General characteristics
- Class & type: General G. O. Squier-class transport ship
- Displacement: 9,950 tons (light), 17,250 tons (full)
- Length: 522 ft 10 in (159.36 m)
- Beam: 71 ft 6 in (21.79 m)
- Draft: 26 ft 6 in (8.08 m)
- Propulsion: single-screw steam turbine with 9,900 shp (7,400 kW)
- Speed: 17 knots (31 km/h)
- Capacity: 3,823 troops
- Complement: 356 (officers and enlisted)
- Armament: 4 × 5"/38 caliber guns; 8 × 1.1"/75 AA guns; 16 × 20 mm Oerlikon AA guns;

= USS General R. M. Blatchford (AP-153) =

Squier-class transport ship for the U.S. Navy

USS General R. M. Blatchford (AP-153) was a for the U.S. Navy in World War II. She was named in honor of U.S. Army general Richard M. Blatchford. She was transferred to the U.S. Army as USAT General R. M. Blatchford in 1946. On 1 March 1950 she was transferred to the Military Sea Transportation Service (MSTS) as USNS General R. M. Blatchford (T-AP-153). She was later sold for commercial operation under the names SS Stonewall Jackson and Alex Stephens, before being scrapped in 1980.

==Operational history==
General R. M. Blatchford (AP-153) was launched 27 August 1944 under a Maritime Commission contract (MC #705) by the Kaiser Co., Richmond, California; sponsored by Mrs. William Anderson of San Francisco; acquired and simultaneously commissioned 26 January 1945.
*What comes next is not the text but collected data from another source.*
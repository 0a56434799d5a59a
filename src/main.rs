//! Asset Management Server
//!
//! REST API server for IT asset assignments and returns.

use anyhow::Context;
use axum::{
    routing::{get, put},
    Router,
};
use sqlx::postgres::{PgConnectOptions, PgPoolOptions};
use std::net::SocketAddr;
use std::str::FromStr;
use std::sync::Arc;
use std::time::Duration;
use tower_http::{
    compression::CompressionLayer,
    cors::{Any, CorsLayer},
    trace::TraceLayer,
};
use tracing_subscriber::{layer::SubscriberExt, util::SubscriberInitExt};

use asset_management_server::{
    api, config::AppConfig, repository::Repository, services::Services, AppState,
};

#[tokio::main]
async fn main() -> anyhow::Result<()> {
    // Load environment variables from .env file
    dotenvy::dotenv().ok();

    // Load configuration
    let config = AppConfig::load().context("Failed to load configuration")?;

    // Initialize tracing
    let filter = tracing_subscriber::EnvFilter::try_from_default_env().unwrap_or_else(|_| {
        format!(
            "asset_management_server={},tower_http=debug",
            config.logging.level
        )
        .into()
    });

    let registry = tracing_subscriber::registry().with(filter);
    if config.logging.format.eq_ignore_ascii_case("json") {
        registry.with(tracing_subscriber::fmt::layer().json()).init();
    } else {
        registry.with(tracing_subscriber::fmt::layer().pretty()).init();
    }

    tracing::info!("Starting Asset Management Server v{}", env!("CARGO_PKG_VERSION"));

    // Create database connection pool
    let mut connect_options =
        PgConnectOptions::from_str(&config.database.url).context("Invalid database URL")?;
    if config.database.statement_timeout_ms > 0 {
        connect_options = connect_options.options([(
            "statement_timeout",
            config.database.statement_timeout_ms.to_string(),
        )]);
    }

    let pool = PgPoolOptions::new()
        .max_connections(config.database.max_connections)
        .min_connections(config.database.min_connections)
        .acquire_timeout(Duration::from_secs(config.database.acquire_timeout_secs))
        .connect_with(connect_options)
        .await
        .context("Failed to connect to database")?;

    tracing::info!("Connected to database");

    // Run migrations
    sqlx::migrate!("./migrations")
        .run(&pool)
        .await
        .context("Failed to run database migrations")?;

    tracing::info!("Database migrations completed");

    let addr = SocketAddr::new(
        config.server.host.parse().context("Invalid host address")?,
        config.server.port,
    );

    // Create repository and services
    let repository = Repository::new(pool.clone());
    let services = Services::new(repository, &config);

    // Create application state
    let state = AppState {
        config: Arc::new(config),
        services: Arc::new(services),
        pool,
    };

    // Build router
    let app = create_router(state);

    tracing::info!("Server listening on http://{}", addr);

    let listener = tokio::net::TcpListener::bind(addr).await?;
    axum::serve(listener, app).await?;

    Ok(())
}

/// Create the application router with all routes
fn create_router(state: AppState) -> Router {
    // CORS configuration
    let cors = CorsLayer::new()
        .allow_origin(Any)
        .allow_methods(Any)
        .allow_headers(Any);

    // API v1 routes
    let api_v1 = Router::new()
        // Health check
        .route("/health", get(api::health::health_check))
        .route("/ready", get(api::health::readiness_check))
        // Assignments
        .route(
            "/assignments",
            get(api::assignments::list_assignments).post(api::assignments::create_assignment),
        )
        .route(
            "/assignments/:id",
            get(api::assignments::get_assignment)
                .put(api::assignments::update_assignment)
                .delete(api::assignments::delete_assignment),
        )
        .route(
            "/assignments/:id/state",
            put(api::assignments::change_assignment_state),
        )
        // Return requests
        .route(
            "/return-requests",
            get(api::return_requests::list_return_requests)
                .post(api::return_requests::create_return_request),
        )
        .route(
            "/return-requests/:id/state",
            put(api::return_requests::change_return_request_state),
        )
        // Users
        .route(
            "/users",
            get(api::users::list_users).post(api::users::create_user),
        )
        .route(
            "/users/:id",
            get(api::users::get_user).delete(api::users::delete_user),
        )
        .route(
            "/users/:id/assignments",
            get(api::assignments::get_user_assignments),
        )
        .route(
            "/users/:id/assignments/filter",
            get(api::assignments::filter_user_assignments),
        )
        // Assets
        .route(
            "/assets",
            get(api::assets::list_assets).post(api::assets::create_asset),
        )
        .route("/assets/:id", get(api::assets::get_asset))
        .with_state(state);

    // OpenAPI documentation
    let openapi = api::openapi::create_openapi_router();

    Router::new()
        .nest("/api/v1", api_v1)
        .merge(openapi)
        .layer(CompressionLayer::new())
        .layer(TraceLayer::new_for_http())
        .layer(cors)
}
//! Asset catalogue service

use uuid::Uuid;
use validator::Validate;

use crate::{
    error::{AppError, AppResult},
    models::{
        asset::{AssetFilter, AssetQuery, CreateAsset, NewAsset},
        Asset, AssetState,
    },
    pagination::{PagedResponse, Paginator, SortSpec},
    repository::Repository,
};

#[derive(Clone)]
pub struct AssetsService {
    repository: Repository,
    paginator: Paginator,
}

impl AssetsService {
    pub fn new(repository: Repository, paginator: Paginator) -> Self {
        Self {
            repository,
            paginator,
        }
    }

    /// Register a new asset; it starts either available or not available
    pub async fn create(&self, request: CreateAsset) -> AppResult<Asset> {
        request.validate()?;
        let Some(location) = request.location else {
            return Err(AppError::BadRequest("Please select Location.".to_string()));
        };

        let state = request.state.unwrap_or_default();
        if !matches!(state, AssetState::Available | AssetState::NotAvailable) {
            return Err(AppError::Validation(vec![
                "A new asset must be Available or Not Available.".to_string(),
            ]));
        }

        let asset = NewAsset {
            id: Uuid::new_v4(),
            asset_code: request.asset_code.trim().to_string(),
            asset_name: request.asset_name.trim().to_string(),
            category: request.category.trim().to_string(),
            specification: request
                .specification
                .map(|s| s.trim().to_string())
                .filter(|s| !s.is_empty()),
            installed_date: request.installed_date,
            state,
            location,
            created_by: request.created_by.map(|id| id.to_string()),
        };

        let created = self.repository.assets.create(&asset).await?;
        tracing::info!("Asset {} created in {}", created.asset_code, created.location);
        Ok(created)
    }

    pub async fn get_by_id(&self, id: Uuid) -> AppResult<Asset> {
        self.repository
            .assets
            .get_by_id(id)
            .await?
            .ok_or_else(|| AppError::NotFound("Asset not found.".to_string()))
    }

    pub async fn list(&self, query: AssetQuery, route: &str) -> AppResult<PagedResponse<Asset>> {
        let filter = AssetFilter {
            location: query.location,
            search: query.search,
            state: query.state,
            category: query.category,
        };
        let sort = SortSpec::new(query.order_by, query.is_descending);
        let page = self.paginator.filter(query.page_index, query.page_size);

        let (rows, total) = self.repository.assets.filter(&filter, &sort, &page).await?;
        Ok(self.paginator.page(rows, &page, total, route))
    }
}

#[cfg(test)]
mod tests {
    use super::*;
    use crate::{
        models::Location,
        services::testing::{self, Mocks},
    };

    fn service(mocks: Mocks) -> AssetsService {
        AssetsService::new(mocks.into_repository(), Paginator::default())
    }

    fn request(state: Option<AssetState>) -> CreateAsset {
        CreateAsset {
            asset_code: " MO000007 ".to_string(),
            asset_name: "Monitor Dell UltraSharp".to_string(),
            category: "Monitor".to_string(),
            specification: Some("   ".to_string()),
            installed_date: None,
            state,
            location: Some(Location::HoChiMinh),
            created_by: None,
        }
    }

    #[tokio::test]
    async fn new_asset_cannot_start_assigned() {
        let err = service(Mocks::default())
            .create(request(Some(AssetState::Assigned)))
            .await
            .unwrap_err();

        assert!(matches!(err, AppError::Validation(_)));
    }

    #[tokio::test]
    async fn create_trims_fields() {
        let mut mocks = Mocks::default();
        mocks
            .assets
            .expect_create()
            .withf(|asset| {
                asset.asset_code == "MO000007"
                    && asset.specification.is_none()
                    && asset.state == AssetState::Available
            })
            .times(1)
            .returning(|asset| {
                let mut created = testing::asset(asset.id);
                created.asset_code = asset.asset_code.clone();
                created.location = asset.location;
                Ok(created)
            });

        let created = service(mocks).create(request(None)).await.expect("asset created");
        assert_eq!(created.location, Location::HoChiMinh);
    }

    #[tokio::test]
    async fn unknown_asset_is_not_found() {
        let mut mocks = Mocks::default();
        mocks.assets.expect_get_by_id().returning(|_| Ok(None));

        let err = service(mocks).get_by_id(Uuid::new_v4()).await.unwrap_err();
        assert!(matches!(err, AppError::NotFound(msg) if msg == "Asset not found."));
    }
}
General R. M. Blatchford sailed from San Francisco 12 March 1945 with over 3000 fighting men and debarked them at Manila 13 April, returning to San Francisco 22 May to off-load 2000 troops taken on board at Biak and Finschhafen. She sailed 30 May for France via the Panama Canal, touched at Le Havre 20 June, and debarked more than 3,000 returning troops at Boston 1 July. Five days later the transport sailed to redeploy troops from the European to the Pacific theater, embarking 3000 soldiers at Leghorn, Italy, and bringing them safely to Luzon and Manila in August 1945. General R. M. Blatchford embarked more than 1,000 troops and casualties at San Pedro, Philippine Islands, and put in at Seattle 30 September 1945.

Continuing her Magic Carpet assignments, the ship sailed from Seattle 16 October with 2,800 rotation troops and debarked them at Nagoya, Japan, where 3,000 homeward veterans were loaded and put ashore at San Francisco 20 November. From 28 November 1945 – 7 May 1946 three more round trip voyages from Seattle to the Far East were made, the transport bringing near-capacity loads of troops to and from Nagoya, Yokohama, and Shanghai and mooring at San Francisco 7 May 1946 with completion of these duties.

On 9 May General R. M. Blatchford departed for Norfolk, via the Panama Canal and moored at that port 24 May. She was decommissioned at Baltimore, Maryland, on 12 June 1946 and returned to the Maritime Commission for operations as an Army transport.

On 28 June 1949, USAT General R. M. Blatchford left Bremerhaven, Germany with Displaced Persons, arriving in Boston, MA, on 7 July 1949.

On 16 October 1949 USAT General R. M. Blatchford left Naples with 1,219 displaced persons from Europe and arrived in Sydney on 11 November 1949. This voyage was one of almost 150 voyages by some 40 ships bringing refugees of World War II to Australia. General R. M. Blatchford made another trip, arriving in Sydney, with 1,222 refugees on 19 February 1950.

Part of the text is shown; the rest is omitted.